### Prompt
Where in the material does the word "subscribers" appear? Copy each line that has it.

### Materials provided

=======

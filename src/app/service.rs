//! Gateway service, the hexagonal core.
//!
//! [`GatewayService`] owns the [`GatewayContext`] and is driven from two
//! sides: network callbacks (requests, live-channel frames, upload chunks)
//! and the periodic loop [`tick`](GatewayService::tick). Callbacks only
//! validate, enqueue and answer; probes, flash writes, reboots and pushes
//! happen in the tick. The health cache is refreshed only when a reader
//! asked for it, a forced rescan is pending or a health broadcast is due.
//!
//! ```text
//!  HTTP / WS ──▶ ┌────────────────────────────┐ ──▶ Broadcaster
//!                │       GatewayService       │
//!  upload  ────▶ │ ROUTES · UploadQueue · Hub │ ──▶ FlashWriter
//!                └────────────────────────────┘
//!                      ▲ tick(ports)
//! ```

use log::{debug, info, warn};

use crate::api::channels::{UploadEvent, UploadQueue};
use crate::api::codec::{Request, Response};
use crate::api::engine;
use crate::api::ota::UpdatePhase;
use crate::config::GatewayConfig;
use crate::console_line;
use crate::error::{GatewayError, Status, UpdateError};
use crate::log_capture::Console;

use super::commands::CommandOrigin;
use super::context::{GatewayContext, UploadIntake};
use super::events::Envelope;
use super::ports::{Ports, PreferenceStore};

/// One piece of a multipart firmware upload, as the web server delivers it.
#[derive(Debug, Clone, Copy)]
pub struct UploadChunk<'a> {
    pub filename: &'a str,
    /// Byte offset of `data` in the upload; `0` marks the first chunk.
    pub index: usize,
    pub data: &'a [u8],
    pub is_final: bool,
    /// Declared upload size, `0` when unknown.
    pub total: u32,
}

// ───────────────────────────────────────────────────────────────
// GatewayService
// ───────────────────────────────────────────────────────────────

pub struct GatewayService {
    ctx: GatewayContext,
    tick_count: u64,
    /// Uptime of the last drained upload event.
    upload_seen_ms: u64,
}

impl GatewayService {
    /// Build the service; reads the stored API token from `store`.
    pub fn new(config: GatewayConfig, console: Console, store: &dyn PreferenceStore) -> Self {
        Self::from_context(GatewayContext::new(config, console, store))
    }

    pub fn from_context(ctx: GatewayContext) -> Self {
        debug!("gateway auth: {}", if ctx.auth.is_open() { "open" } else { "token" });
        info!(
            "gateway ready: {} route(s), {} preference key(s)",
            engine::ROUTES.len(),
            ctx.config.preferences.len()
        );
        Self {
            ctx,
            tick_count: 0,
            upload_seen_ms: 0,
        }
    }

    pub fn context(&self) -> &GatewayContext {
        &self.ctx
    }

    pub fn context_mut(&mut self) -> &mut GatewayContext {
        &mut self.ctx
    }

    pub fn console(&self) -> &Console {
        &self.ctx.console
    }

    pub fn tick_count(&self) -> u64 {
        self.tick_count
    }

    // ── Network side ──────────────────────────────────────────

    /// Answer one HTTP request.
    pub fn handle(&mut self, request: &Request, ports: &mut Ports<'_>) -> Response {
        engine::dispatch(&mut self.ctx, ports, request)
    }

    /// Handle one inbound live-channel text frame as a command.
    pub fn handle_frame(
        &mut self,
        text: &str,
        token: Option<&str>,
        ports: &mut Ports<'_>,
    ) -> Result<(), GatewayError> {
        let ctx = &mut self.ctx;
        ctx.auth.check_token(token, &ctx.console)?;
        ctx.commands.submit(
            text,
            CommandOrigin::Socket,
            &*ports.power,
            &mut *ports.engine,
            &ctx.console,
        )
    }

    /// Accept one upload chunk. Never blocks: the bytes are queued for
    /// the next tick.
    ///
    /// Every chunk carries its own credentials. An unauthorised chunk is
    /// answered at once and leaves the intake and the queue untouched, so
    /// it cannot disturb another client's upload.
    pub fn upload_chunk(&mut self, request: &Request, chunk: UploadChunk<'_>) -> Option<Response> {
        let ctx = &mut self.ctx;

        if let Err(e) = ctx.auth.check_write_auth(request, &ctx.console) {
            if chunk.index == 0 {
                console_line!(ctx.console, "Update: {} rejected (unauthorized)", chunk.filename);
            }
            return Some(e.into());
        }

        if chunk.index == 0 {
            ctx.intake = UploadIntake::default();
            push_or_flag(&ctx.uploads, &mut ctx.intake, UploadEvent::begin(chunk.filename, chunk.total));
        }

        if chunk.is_final {
            ctx.intake.final_seen = true;
        }
        if ctx.intake.overflowed {
            return None;
        }

        if UploadQueue::pieces_for(chunk.data.len()) > ctx.uploads.free_slots()
            || ctx.uploads.push_data(chunk.data).is_err()
        {
            warn!("upload queue full, dropping session");
            ctx.intake.overflowed = true;
            return None;
        }
        if chunk.is_final {
            push_or_flag(&ctx.uploads, &mut ctx.intake, UploadEvent::Final);
        }
        None
    }

    /// The uploading client disconnected. A session still receiving is
    /// failed on the next tick; nobody is left to answer. Disconnects of
    /// unauthorised clients are ignored.
    pub fn upload_aborted(&mut self, request: &Request) {
        let ctx = &mut self.ctx;
        if ctx.intake.answered || ctx.auth.check_write_auth(request, &ctx.console).is_err() {
            return;
        }
        push_or_flag(&ctx.uploads, &mut ctx.intake, UploadEvent::Abort);
        ctx.intake.answered = true;
    }

    /// The response for a finished upload, once the tick has settled it.
    /// `None` while chunks are still queued or being written. Produced at
    /// most once per upload.
    pub fn upload_completion(&mut self, ports: &mut Ports<'_>) -> Option<Response> {
        let ctx = &mut self.ctx;
        if ctx.intake.answered {
            return None;
        }
        if !ctx.uploads.is_empty() || !ctx.update.is_settled() {
            return None;
        }

        ctx.intake.answered = true;
        match ctx.update.phase() {
            UpdatePhase::Succeeded => {
                ctx.reboot
                    .schedule(ports.system.uptime_ms(), ctx.config.update_reboot_delay_ms);
                Some(Response::text(Status::Ok, "Update OK - Rebooting..."))
            }
            phase => {
                debug!("upload settled in {phase:?}");
                ports.indicator.show_failure();
                Some(Response::text(Status::Failure, "Update FAILED"))
            }
        }
    }

    // ── Loop side ─────────────────────────────────────────────

    /// One pass of the periodic loop.
    pub fn tick(&mut self, ports: &mut Ports<'_>) {
        self.tick_count = self.tick_count.wrapping_add(1);
        let now = ports.system.uptime_ms();

        self.drain_uploads(now, ports);

        if self.ctx.reboot.poll(now) {
            console_line!(self.ctx.console, "Rebooting...");
            ports.system.reboot();
        }

        ports.transport.cleanup();
        let subscribers = ports.transport.subscriber_count();
        let due = self.ctx.hub.poll(now, subscribers);

        let force = core::mem::take(&mut self.ctx.rescan_requested) || due.health;
        let requested = core::mem::take(&mut self.ctx.refresh_requested);
        if force || requested {
            self.ctx
                .health
                .refresh(&mut *ports.bus, &mut *ports.delay, now, force);
        }

        if due.state {
            let snapshot = self.ctx.state_snapshot(ports);
            self.ctx
                .hub
                .publish(&mut *ports.transport, &Envelope::State { data: &snapshot });
        }
        if due.health {
            let report = self.ctx.health_report(ports);
            self.ctx
                .hub
                .publish(&mut *ports.transport, &Envelope::Health { data: &report });
        }
        for line in self.ctx.hub.drain_logs(&self.ctx.console, subscribers) {
            self.ctx
                .hub
                .publish(&mut *ports.transport, &Envelope::Log { line: &line });
        }
    }

    fn drain_uploads(&mut self, now: u64, ports: &mut Ports<'_>) {
        let ctx = &mut self.ctx;
        while let Some(event) = ctx.uploads.pop() {
            self.upload_seen_ms = now;
            match event {
                UploadEvent::Begin { name, total } => {
                    let _ = ctx.update.begin(
                        &name,
                        total,
                        &mut *ports.flash,
                        &mut *ports.system,
                        &mut *ports.indicator,
                        &ctx.console,
                    );
                }
                UploadEvent::Data(piece) => {
                    if let Ok(Some(p)) = ctx.update.write(&piece, &mut *ports.flash, &mut *ports.indicator) {
                        ctx.hub.on_progress(&mut *ports.transport, p);
                    }
                }
                UploadEvent::Final => {
                    let _ = ctx.update.finish(&mut *ports.flash, &ctx.console);
                }
                UploadEvent::Abort => {
                    if ctx.update.is_receiving() {
                        ctx.update.fail(UpdateError::Abandoned, &mut *ports.flash);
                        console_line!(ctx.console, "Update aborted: client disconnected");
                        ports.indicator.show_failure();
                    }
                }
            }
        }

        let idle = now.saturating_sub(self.upload_seen_ms);
        if ctx.update.is_receiving() && !ctx.intake.final_seen && idle >= ctx.config.upload_idle_ms {
            warn!("upload idle for {idle} ms, dropping session");
            ctx.update.fail(UpdateError::Abandoned, &mut *ports.flash);
            console_line!(ctx.console, "Update aborted: upload stalled");
            ports.indicator.show_failure();
        }

        if ctx.intake.overflowed {
            if !matches!(ctx.update.phase(), UpdatePhase::Failed(_)) {
                ctx.update.fail(UpdateError::QueueOverflow, &mut *ports.flash);
            }
            if ctx.intake.final_seen && !ctx.update.is_settled() {
                let _ = ctx.update.finish(&mut *ports.flash, &ctx.console);
            }
        }
    }
}

/// Queue one event; on overflow flag the upload.
fn push_or_flag(queue: &UploadQueue, intake: &mut UploadIntake, event: UploadEvent) {
    if queue.push(event).is_err() {
        warn!("upload queue full, dropping session");
        intake.overflowed = true;
    }
}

=======

### Result
        let subscribers = ports.transport.subscriber_count();
        let due = self.ctx.hub.poll(now, subscribers);
        for line in self.ctx.hub.drain_logs(&self.ctx.console, subscribers) {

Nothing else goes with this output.